“I don’t know I’m sure,” she replied. “David he’s not earnin’ more nor ten shillin’ a week, nor likely to for a good bit, and Rebecca, she wouldn’t be much good at keepin’ house on such a little money. ’Tis a child, Miss Ball, nothin’ but a child. There, if you was to see the antics she do carry on wi’ David! I do truly wonder the chap has so much patience wi’ her. Sweetbriar Lane is where they do always go. ’Tis Coortin’ Lane, you know—so they do call it hereabouts—and a-many do go a-walkin’ there of a Sunday an’ they do tell I that Rebecca do seem to care for nothin’ but teasin’ and tormentin’ the poor boy. Mary Vacher—e-es, ’twas Mary—did tell I last week as she an’ her young man was a-walkin’ in Sweetbriar Lane o’ Sunday and she did see our little maid a-playin’ all manner o’ tricks on Davy. One minute she’d be runnin’ round a haystack, then when the poor chap ’ud run after her she’d trip off and hide behind an elder-bush. Mary did say she’d go dancin’ from one place to another just lettin’ him nearly catch her but poppin’ off the minute he’d come close.”

“Well, there now,” commented Susan, “it do seem childish, don’t it?”

“It be reg’lar nonsense I do tell her,” said Mrs. Legg severely; then relaxing—“but Mary Vacher did say ’twas really so good as a play to watch ’em. Her an’ her own young man stood lookin’ arter ’em a long while, she said. There, Rebecca ’ud go flyin’ up the path same as a bird or a butterfly; an’ every now an’ again she’d stop and smile round at Davy an’ beckon him, an’ off ’ud run poor Davy, hammerin’ arter her so hard as he could, an’ just as he’d be holdin’ out them great long arms o’ his off she’d go again. An’ she’s real fond o’ him, mind ye—’tisn’t as if she looked at anybody else.”

“Ye did ought to speak to her a bit sharp, mum,” said Miss Ball severely, “you did ought to scold her for it. They bain’t sensible, sich goin’s on.”

“Scold her!” ejaculated the other. “I mid just so well speak to the wall. I mid just so well expect that there settle to hear reason. She don’t mind me, what’s her own grandmother, no more nor if I was the cat. She haven’t got no respect for nothin’. I’ve see’d her pinch David’s arm when they was a-walkin’ up the church steps one day——”

“Never!” ejaculated the scandalised Susan.

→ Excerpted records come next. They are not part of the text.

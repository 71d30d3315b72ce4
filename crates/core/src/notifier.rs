use std::sync::Arc;

use tracing::{debug, warn};

use crate::domain::file::Origin;
use crate::ports::ConversationPoster;

/// Posts threaded replies to the origin conversation.
///
/// Delivery is at-most-once: a failed post is logged and dropped.
#[derive(Clone)]
pub struct Notifier {
    poster: Arc<dyn ConversationPoster>,
}

impl Notifier {
    pub fn new(poster: Arc<dyn ConversationPoster>) -> Self {
        Self { poster }
    }

    /// Returns whether the message was accepted by the conversation service.
    pub async fn notify(&self, origin: &Origin, message: &str, correlation_id: &str) -> bool {
        match self.poster.post_thread_reply(&origin.channel, &origin.ts, message).await {
            Ok(()) => {
                debug!(
                    event_name = "egress.slack.reply_posted",
                    correlation_id,
                    channel = %origin.channel,
                    thread_ts = %origin.ts,
                    "posted threaded reply"
                );
                true
            }
            Err(error) => {
                warn!(
                    event_name = "egress.slack.reply_failed",
                    correlation_id,
                    channel = %origin.channel,
                    thread_ts = %origin.ts,
                    error = %error,
                    "failed to post threaded reply; not retrying"
                );
                false
            }
        }
    }
}

#[cfg(test)]
mod tests {
    use std::sync::{Arc, Mutex};

    use async_trait::async_trait;

    use super::Notifier;
    use crate::domain::file::Origin;
    use crate::errors::IntegrationError;
    use crate::ports::ConversationPoster;

    #[derive(Default)]
    struct RecordingPoster {
        fail: bool,
        calls: Mutex<Vec<(String, String, String)>>,
    }

    #[async_trait]
    impl ConversationPoster for RecordingPoster {
        async fn post_thread_reply(
            &self,
            channel: &str,
            thread_ts: &str,
            text: &str,
        ) -> Result<(), IntegrationError> {
            self.calls.lock().expect("calls lock").push((
                channel.to_owned(),
                thread_ts.to_owned(),
                text.to_owned(),
            ));
            if self.fail {
                return Err(IntegrationError::Api {
                    service: "slack",
                    message: "channel_not_found".to_owned(),
                });
            }
            Ok(())
        }
    }

    #[tokio::test]
    async fn notify_threads_reply_under_origin_message() {
        let poster = Arc::new(RecordingPoster::default());
        let notifier = Notifier::new(poster.clone());

        let delivered =
            notifier.notify(&Origin::new("C1", "1700000000.000100"), "done", "req-1").await;

        assert!(delivered);
        let calls = poster.calls.lock().expect("calls lock");
        assert_eq!(
            calls.as_slice(),
            &[("C1".to_owned(), "1700000000.000100".to_owned(), "done".to_owned())]
        );
    }

    #[tokio::test]
    async fn failed_notification_is_attempted_once() {
        let poster = Arc::new(RecordingPoster { fail: true, ..RecordingPoster::default() });
        let notifier = Notifier::new(poster.clone());

        let delivered = notifier.notify(&Origin::new("C1", "1.0"), "done", "req-2").await;

        assert!(!delivered);
        assert_eq!(poster.calls.lock().expect("calls lock").len(), 1);
    }
}
use crate::domain::relay::RelayStage;

pub fn uploaded(file_name: &str, short_url: &str) -> String {
    format!("`{file_name}` is ready: {short_url}")
}

pub fn stage_failed(file_name: &str, stage: RelayStage) -> String {
    match stage {
        RelayStage::Download => {
            format!("An error occurred while fetching `{file_name}` from Slack. The file was not processed.")
        }
        RelayStage::DeleteSource => format!(
            "`{file_name}` could not be removed from Slack. Please delete it manually."
        ),
        RelayStage::Upload | RelayStage::Presign => format!(
            "An error occurred while uploading `{file_name}`. The file was not processed."
        ),
        RelayStage::Shorten => format!(
            "An error occurred while shortening the download link for `{file_name}`. The file was not processed."
        ),
    }
}

#[cfg(test)]
mod tests {
    use super::{stage_failed, uploaded};
    use crate::domain::relay::RelayStage;

    #[test]
    fn uploaded_message_carries_short_url() {
        let text = uploaded("report.zip", "https://s.example/abc");

        assert!(text.contains("https://s.example/abc"));
        assert!(text.contains("`report.zip`"));
    }

    #[test]
    fn shorten_failure_does_not_leak_a_link() {
        let text = stage_failed("report.zip", RelayStage::Shorten);

        assert!(!text.contains("http"));
        assert!(text.contains("shortening"));
    }
}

“She did though! And she’ll carry on her antics up in the churchyard yonder—you know the churchyard up Sweetbriar Lane?—she’d as soon play off her tricks there as on the Downs. Even when she was a little bit of a maid she’d never run past the lychgate same as the other children—she’d go a-swingin’ round the pillars or a-climbin’ on the trestles, or she’d maybe pop through the gate and put her face up again the bars and dare David to kiss her. He dursn’t go nigh the place, poor boy, an’ she knowed that very well.”

“Well, well!” sighed Susan Ball, “I wouldn’t like to say nothin’ unkind o’ your granddaughter, Mrs. Legg, but ’tis to be hoped as she’ll not come to a bad end, mum.”

“’Tis to be hoped so,” agreed Mrs. Legg, “but there’s no knowin’.” She echoed Susan’s sigh but smiled the while; indeed it was evident that she looked on the misdemeanours of Rebecca with a certain tolerance, one might almost say satisfaction, as distinguishing her from the ordinary run of maidens.

Meanwhile Rebecca and David, having finished a somewhat discursive progress up Sweetbriar Lane, emerged on the Downs beyond. Here Rebecca took up a position on a sunny little gorse-crowned hillock and despatched him to a neighbouring copse with orders to collect some of the wild strawberries which grew there in abundance.